=== Begin Enclosure ===

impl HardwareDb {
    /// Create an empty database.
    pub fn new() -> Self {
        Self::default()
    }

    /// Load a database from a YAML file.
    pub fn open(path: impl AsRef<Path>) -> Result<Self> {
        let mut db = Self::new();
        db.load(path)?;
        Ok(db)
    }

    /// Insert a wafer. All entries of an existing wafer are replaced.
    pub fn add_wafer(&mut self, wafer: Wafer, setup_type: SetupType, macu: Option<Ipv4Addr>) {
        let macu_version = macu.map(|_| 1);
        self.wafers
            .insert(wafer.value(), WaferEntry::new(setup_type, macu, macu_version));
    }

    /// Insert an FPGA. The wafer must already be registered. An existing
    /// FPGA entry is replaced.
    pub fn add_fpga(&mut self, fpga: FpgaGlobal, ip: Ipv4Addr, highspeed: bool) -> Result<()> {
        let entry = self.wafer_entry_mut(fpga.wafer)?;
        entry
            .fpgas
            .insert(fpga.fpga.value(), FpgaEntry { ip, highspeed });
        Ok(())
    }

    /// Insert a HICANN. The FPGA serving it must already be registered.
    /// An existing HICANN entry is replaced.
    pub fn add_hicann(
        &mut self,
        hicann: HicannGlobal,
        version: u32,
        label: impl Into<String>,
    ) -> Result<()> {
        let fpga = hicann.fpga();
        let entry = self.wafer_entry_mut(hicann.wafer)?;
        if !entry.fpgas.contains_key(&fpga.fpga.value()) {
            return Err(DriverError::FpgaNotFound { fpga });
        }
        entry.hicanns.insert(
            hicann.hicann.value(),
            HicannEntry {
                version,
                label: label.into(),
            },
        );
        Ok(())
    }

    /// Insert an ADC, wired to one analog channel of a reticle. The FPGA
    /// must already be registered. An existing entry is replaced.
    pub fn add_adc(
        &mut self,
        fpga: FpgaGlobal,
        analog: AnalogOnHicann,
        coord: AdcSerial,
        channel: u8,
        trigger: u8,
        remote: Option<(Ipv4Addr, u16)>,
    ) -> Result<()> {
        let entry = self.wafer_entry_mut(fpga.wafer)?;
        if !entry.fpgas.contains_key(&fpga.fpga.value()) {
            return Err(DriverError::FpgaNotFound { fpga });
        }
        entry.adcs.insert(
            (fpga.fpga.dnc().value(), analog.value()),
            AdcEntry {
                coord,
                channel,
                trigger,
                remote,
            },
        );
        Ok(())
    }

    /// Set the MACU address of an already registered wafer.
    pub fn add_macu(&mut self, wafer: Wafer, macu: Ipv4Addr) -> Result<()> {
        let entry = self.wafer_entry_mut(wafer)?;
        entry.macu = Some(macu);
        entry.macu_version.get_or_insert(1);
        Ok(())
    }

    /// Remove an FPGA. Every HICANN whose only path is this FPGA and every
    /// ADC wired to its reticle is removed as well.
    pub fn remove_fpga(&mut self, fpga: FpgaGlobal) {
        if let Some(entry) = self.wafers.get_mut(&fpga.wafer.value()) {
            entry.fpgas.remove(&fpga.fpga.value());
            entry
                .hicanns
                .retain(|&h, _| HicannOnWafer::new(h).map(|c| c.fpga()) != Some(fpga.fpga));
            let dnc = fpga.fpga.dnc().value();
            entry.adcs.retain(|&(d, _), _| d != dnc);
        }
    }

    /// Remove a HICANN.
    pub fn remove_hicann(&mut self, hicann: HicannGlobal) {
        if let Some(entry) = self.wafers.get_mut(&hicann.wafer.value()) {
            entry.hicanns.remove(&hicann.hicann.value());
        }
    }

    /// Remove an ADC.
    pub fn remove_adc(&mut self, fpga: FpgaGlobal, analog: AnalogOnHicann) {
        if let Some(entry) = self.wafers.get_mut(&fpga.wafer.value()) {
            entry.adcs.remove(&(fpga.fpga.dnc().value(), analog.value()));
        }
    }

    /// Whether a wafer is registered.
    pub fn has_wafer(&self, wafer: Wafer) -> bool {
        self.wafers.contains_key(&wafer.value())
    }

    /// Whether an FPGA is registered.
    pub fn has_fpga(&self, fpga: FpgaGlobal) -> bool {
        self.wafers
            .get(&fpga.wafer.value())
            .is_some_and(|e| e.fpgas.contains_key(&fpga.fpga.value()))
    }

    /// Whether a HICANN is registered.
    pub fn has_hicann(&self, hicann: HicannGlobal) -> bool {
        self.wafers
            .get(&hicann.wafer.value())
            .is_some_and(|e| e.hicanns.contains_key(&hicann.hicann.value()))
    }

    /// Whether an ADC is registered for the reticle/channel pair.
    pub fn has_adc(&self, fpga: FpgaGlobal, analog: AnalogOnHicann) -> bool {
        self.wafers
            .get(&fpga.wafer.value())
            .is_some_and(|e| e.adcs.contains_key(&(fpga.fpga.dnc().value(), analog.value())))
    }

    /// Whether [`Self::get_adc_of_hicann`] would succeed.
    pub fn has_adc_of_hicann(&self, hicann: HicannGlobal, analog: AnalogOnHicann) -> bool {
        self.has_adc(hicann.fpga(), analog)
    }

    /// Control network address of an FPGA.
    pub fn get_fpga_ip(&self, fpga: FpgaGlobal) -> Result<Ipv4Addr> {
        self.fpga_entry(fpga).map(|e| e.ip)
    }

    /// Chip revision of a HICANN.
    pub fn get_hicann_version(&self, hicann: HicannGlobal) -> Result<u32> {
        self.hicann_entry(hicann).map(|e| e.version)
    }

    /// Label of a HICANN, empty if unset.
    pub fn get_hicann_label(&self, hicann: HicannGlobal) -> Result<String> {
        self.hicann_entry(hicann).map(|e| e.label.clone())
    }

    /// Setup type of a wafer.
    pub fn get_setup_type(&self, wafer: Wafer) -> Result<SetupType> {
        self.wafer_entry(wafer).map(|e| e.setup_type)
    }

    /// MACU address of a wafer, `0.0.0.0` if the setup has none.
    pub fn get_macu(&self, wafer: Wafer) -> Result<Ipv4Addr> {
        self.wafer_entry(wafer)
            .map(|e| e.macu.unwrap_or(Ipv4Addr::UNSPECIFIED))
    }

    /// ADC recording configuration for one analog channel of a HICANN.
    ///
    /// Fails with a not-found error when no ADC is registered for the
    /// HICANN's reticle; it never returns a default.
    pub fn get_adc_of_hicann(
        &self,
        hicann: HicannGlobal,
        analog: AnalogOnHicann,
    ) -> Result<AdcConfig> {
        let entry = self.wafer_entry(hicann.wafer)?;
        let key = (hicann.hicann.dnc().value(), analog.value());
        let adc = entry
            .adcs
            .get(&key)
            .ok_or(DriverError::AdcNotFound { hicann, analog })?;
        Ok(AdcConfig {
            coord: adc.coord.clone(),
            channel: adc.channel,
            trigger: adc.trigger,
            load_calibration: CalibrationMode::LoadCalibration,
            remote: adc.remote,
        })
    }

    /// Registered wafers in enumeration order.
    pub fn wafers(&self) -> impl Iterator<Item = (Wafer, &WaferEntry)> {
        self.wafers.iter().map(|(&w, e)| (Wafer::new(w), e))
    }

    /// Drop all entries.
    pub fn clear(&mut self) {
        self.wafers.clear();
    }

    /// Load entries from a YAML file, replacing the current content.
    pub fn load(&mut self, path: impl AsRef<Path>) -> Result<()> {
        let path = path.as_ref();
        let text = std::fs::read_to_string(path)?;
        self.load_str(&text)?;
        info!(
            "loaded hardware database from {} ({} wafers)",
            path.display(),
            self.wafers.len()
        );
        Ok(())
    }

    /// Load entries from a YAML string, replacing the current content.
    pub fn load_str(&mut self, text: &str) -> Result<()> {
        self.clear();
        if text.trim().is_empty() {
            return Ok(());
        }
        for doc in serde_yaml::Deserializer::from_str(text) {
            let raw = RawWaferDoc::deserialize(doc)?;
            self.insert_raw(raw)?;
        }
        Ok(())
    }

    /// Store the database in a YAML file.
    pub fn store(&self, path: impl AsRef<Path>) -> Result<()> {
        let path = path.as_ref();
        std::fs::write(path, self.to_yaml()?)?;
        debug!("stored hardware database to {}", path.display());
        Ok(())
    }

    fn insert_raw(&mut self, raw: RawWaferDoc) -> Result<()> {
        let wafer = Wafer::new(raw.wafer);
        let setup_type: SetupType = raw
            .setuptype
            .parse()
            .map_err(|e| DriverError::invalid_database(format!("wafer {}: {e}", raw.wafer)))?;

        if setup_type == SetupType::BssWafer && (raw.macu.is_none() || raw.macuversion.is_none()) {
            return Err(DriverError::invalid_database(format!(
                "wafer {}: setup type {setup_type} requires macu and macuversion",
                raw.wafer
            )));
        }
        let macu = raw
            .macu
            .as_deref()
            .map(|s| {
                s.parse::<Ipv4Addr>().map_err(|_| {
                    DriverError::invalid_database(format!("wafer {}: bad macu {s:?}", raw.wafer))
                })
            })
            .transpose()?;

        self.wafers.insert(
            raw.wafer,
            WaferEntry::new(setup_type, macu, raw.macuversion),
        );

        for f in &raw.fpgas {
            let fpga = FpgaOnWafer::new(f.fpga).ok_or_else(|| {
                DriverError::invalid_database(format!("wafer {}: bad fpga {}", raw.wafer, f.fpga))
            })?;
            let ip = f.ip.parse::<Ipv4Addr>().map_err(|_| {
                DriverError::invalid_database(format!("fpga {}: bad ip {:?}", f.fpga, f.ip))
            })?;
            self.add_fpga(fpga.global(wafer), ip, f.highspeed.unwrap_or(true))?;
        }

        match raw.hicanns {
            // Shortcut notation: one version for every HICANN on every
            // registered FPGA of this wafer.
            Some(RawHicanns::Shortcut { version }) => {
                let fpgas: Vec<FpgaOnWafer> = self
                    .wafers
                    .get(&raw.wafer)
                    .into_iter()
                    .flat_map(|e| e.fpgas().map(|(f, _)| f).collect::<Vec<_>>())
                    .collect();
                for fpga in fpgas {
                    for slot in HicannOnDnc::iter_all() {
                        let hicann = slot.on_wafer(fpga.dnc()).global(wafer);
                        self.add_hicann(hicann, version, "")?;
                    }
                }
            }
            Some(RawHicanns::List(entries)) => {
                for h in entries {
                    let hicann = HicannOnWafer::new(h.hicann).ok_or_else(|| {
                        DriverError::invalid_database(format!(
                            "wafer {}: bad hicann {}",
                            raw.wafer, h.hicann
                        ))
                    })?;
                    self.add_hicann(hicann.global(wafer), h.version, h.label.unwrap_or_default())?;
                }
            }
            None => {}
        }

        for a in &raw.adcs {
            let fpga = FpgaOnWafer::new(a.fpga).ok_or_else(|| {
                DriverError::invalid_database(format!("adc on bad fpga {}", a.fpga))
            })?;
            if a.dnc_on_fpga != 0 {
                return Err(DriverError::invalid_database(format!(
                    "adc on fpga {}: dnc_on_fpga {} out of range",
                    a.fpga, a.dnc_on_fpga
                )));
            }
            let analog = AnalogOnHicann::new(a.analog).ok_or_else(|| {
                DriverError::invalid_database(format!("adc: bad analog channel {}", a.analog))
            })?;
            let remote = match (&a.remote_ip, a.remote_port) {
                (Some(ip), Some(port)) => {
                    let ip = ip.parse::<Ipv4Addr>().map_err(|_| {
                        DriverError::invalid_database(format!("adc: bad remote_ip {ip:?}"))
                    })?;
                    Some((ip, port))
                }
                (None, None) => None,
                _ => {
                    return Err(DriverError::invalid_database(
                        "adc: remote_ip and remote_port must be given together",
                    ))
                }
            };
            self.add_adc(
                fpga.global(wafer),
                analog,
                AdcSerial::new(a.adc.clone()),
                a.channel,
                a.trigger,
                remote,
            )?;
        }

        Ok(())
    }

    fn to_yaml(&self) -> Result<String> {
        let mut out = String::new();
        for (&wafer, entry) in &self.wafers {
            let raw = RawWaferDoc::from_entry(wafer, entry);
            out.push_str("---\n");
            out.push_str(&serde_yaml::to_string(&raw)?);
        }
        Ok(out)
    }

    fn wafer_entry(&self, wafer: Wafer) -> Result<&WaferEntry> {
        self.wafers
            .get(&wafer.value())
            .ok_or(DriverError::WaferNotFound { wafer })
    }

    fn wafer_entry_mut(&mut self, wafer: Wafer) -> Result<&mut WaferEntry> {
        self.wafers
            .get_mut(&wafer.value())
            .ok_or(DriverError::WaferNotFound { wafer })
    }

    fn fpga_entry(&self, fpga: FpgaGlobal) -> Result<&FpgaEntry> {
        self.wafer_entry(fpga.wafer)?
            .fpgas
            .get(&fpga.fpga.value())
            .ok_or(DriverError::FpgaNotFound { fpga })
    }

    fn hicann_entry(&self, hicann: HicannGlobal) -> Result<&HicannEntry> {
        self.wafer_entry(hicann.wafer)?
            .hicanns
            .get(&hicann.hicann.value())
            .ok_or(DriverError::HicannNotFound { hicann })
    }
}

=== End Enclosure ===

# What to produce:
Work through the records line by line and tally those with the word "collect". Report only the total.

# Result of this task:
2